↓

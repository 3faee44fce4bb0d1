//! Health check handlers
//!
//! Author: hephaex@gmail.com

use crate::state::{AppContext, EndpointMetrics};
use axum::{extract::State, response::IntoResponse, Json};
use kgc_core::DatasetSummary;
use serde::Serialize;
use std::collections::BTreeMap;
use std::sync::Arc;
use utoipa::ToSchema;

/// Health check response
#[derive(Serialize, ToSchema)]
pub struct HealthResponse {
    pub status: String,
    pub version: String,
}

/// Liveness probe - basic health check
#[utoipa::path(
    get,
    path = "/health",
    tag = "health",
    responses(
        (status = 200, description = "Service is alive", body = HealthResponse)
    )
)]
pub async fn health_check() -> impl IntoResponse {
    Json(HealthResponse {
        status: "ok".to_string(),
        version: env!("CARGO_PKG_VERSION").to_string(),
    })
}

/// Readiness response
#[derive(Serialize)]
pub struct ReadinessResponse {
    pub ready: bool,
    pub model: String,
    pub demo_mode: bool,
    pub dataset: DatasetSummary,
}

/// Readiness probe - the context only exists once model and dataset loaded
#[utoipa::path(
    get,
    path = "/ready",
    tag = "health",
    responses(
        (status = 200, description = "Model and dataset loaded")
    )
)]
pub async fn readiness_check(State(state): State<Arc<AppContext>>) -> impl IntoResponse {
    Json(ReadinessResponse {
        ready: true,
        model: state.completer.predictor().name().to_string(),
        demo_mode: state.completer.demo_mode(),
        dataset: state.dataset.summary(),
    })
}

/// JSON metrics response
#[derive(Serialize)]
pub struct MetricsResponse {
    pub uptime_seconds: u64,
    pub total_requests: u64,
    pub requests_per_second: f64,
    pub endpoints: BTreeMap<String, EndpointMetrics>,
}

/// Request counts per endpoint and status
#[utoipa::path(
    get,
    path = "/metrics",
    tag = "health",
    responses(
        (status = 200, description = "Request statistics")
    )
)]
pub async fn metrics(State(state): State<Arc<AppContext>>) -> impl IntoResponse {
    let uptime = state.uptime_secs();
    let total_requests = state.get_request_count();
    let rps = if uptime > 0 {
        total_requests as f64 / uptime as f64
    } else {
        0.0
    };

    Json(MetricsResponse {
        uptime_seconds: uptime,
        total_requests,
        requests_per_second: rps,
        endpoints: state.metrics_snapshot().await,
    })
}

↑

Transcription of the listing must be exact and complete.

repository 3faee44fce4bb0d1
//! Health check handlers
//!
//! Author: hephaex@gmail.com

use crate::state::{AppContext, EndpointMetrics};
use axum::{extract::State, response::IntoResponse, Json};
use kgc_core::DatasetSummary;
use serde::Serialize;
use std::collections::BTreeMap;
use std::sync::Arc;
use utoipa::ToSchema;

/// Health check response
#[derive(Serialize, ToSchema)]
pub struct HealthResponse {
    pub status: String,
    pub version: String,
}

/// Liveness probe - basic health check
#[utoipa::path(
    get,
    path = "/health",
    tag = "health",
    responses(
        (status = 200, description = "Service is alive", body = HealthResponse)
    )
)]
pub async fn health_check() -> impl IntoResponse {
    Json(HealthResponse {
        status: "ok".to_string(),
        version: env!("CARGO_PKG_VERSION").to_string(),
    })
}

/// Readiness response
#[derive(Serialize)]
pub struct ReadinessResponse {
    pub ready: bool,
    pub model: String,
    pub demo_mode: bool,
    pub dataset: DatasetSummary,
}

/// Readiness probe - the context only exists once model and dataset loaded
#[utoipa::path(
    get,
    path = "/ready",
    tag = "health",
    responses(
        (status = 200, description = "Model and dataset loaded")
    )
)]
pub async fn readiness_check(State(state): State<Arc<AppContext>>) -> impl IntoResponse {
    Json(ReadinessResponse {
        ready: true,
        model: state.completer.predictor().name().to_string(),
        demo_mode: state.completer.demo_mode(),
        dataset: state.dataset.summary(),
    })
}

/// JSON metrics response
#[derive(Serialize)]
pub struct MetricsResponse {
    pub uptime_seconds: u64,
    pub total_requests: u64,
    pub requests_per_second: f64,
    pub endpoints: BTreeMap<String, EndpointMetrics>,
}

/// Request counts per endpoint and status
#[utoipa::path(
    get,
    path = "/metrics",
    tag = "health",
    responses(
        (status = 200, description = "Request statistics")
    )
)]
pub async fn metrics(State(state): State<Arc<AppContext>>) -> impl IntoResponse {
    let uptime = state.uptime_secs();
    let total_requests = state.get_request_count();
    let rps = if uptime > 0 {
        total_requests as f64 / uptime as f64
    } else {
        0.0
    };

    Json(MetricsResponse {
        uptime_seconds: uptime,
        total_requests,
        requests_per_second: rps,
        endpoints: state.metrics_snapshot().await,
    })
}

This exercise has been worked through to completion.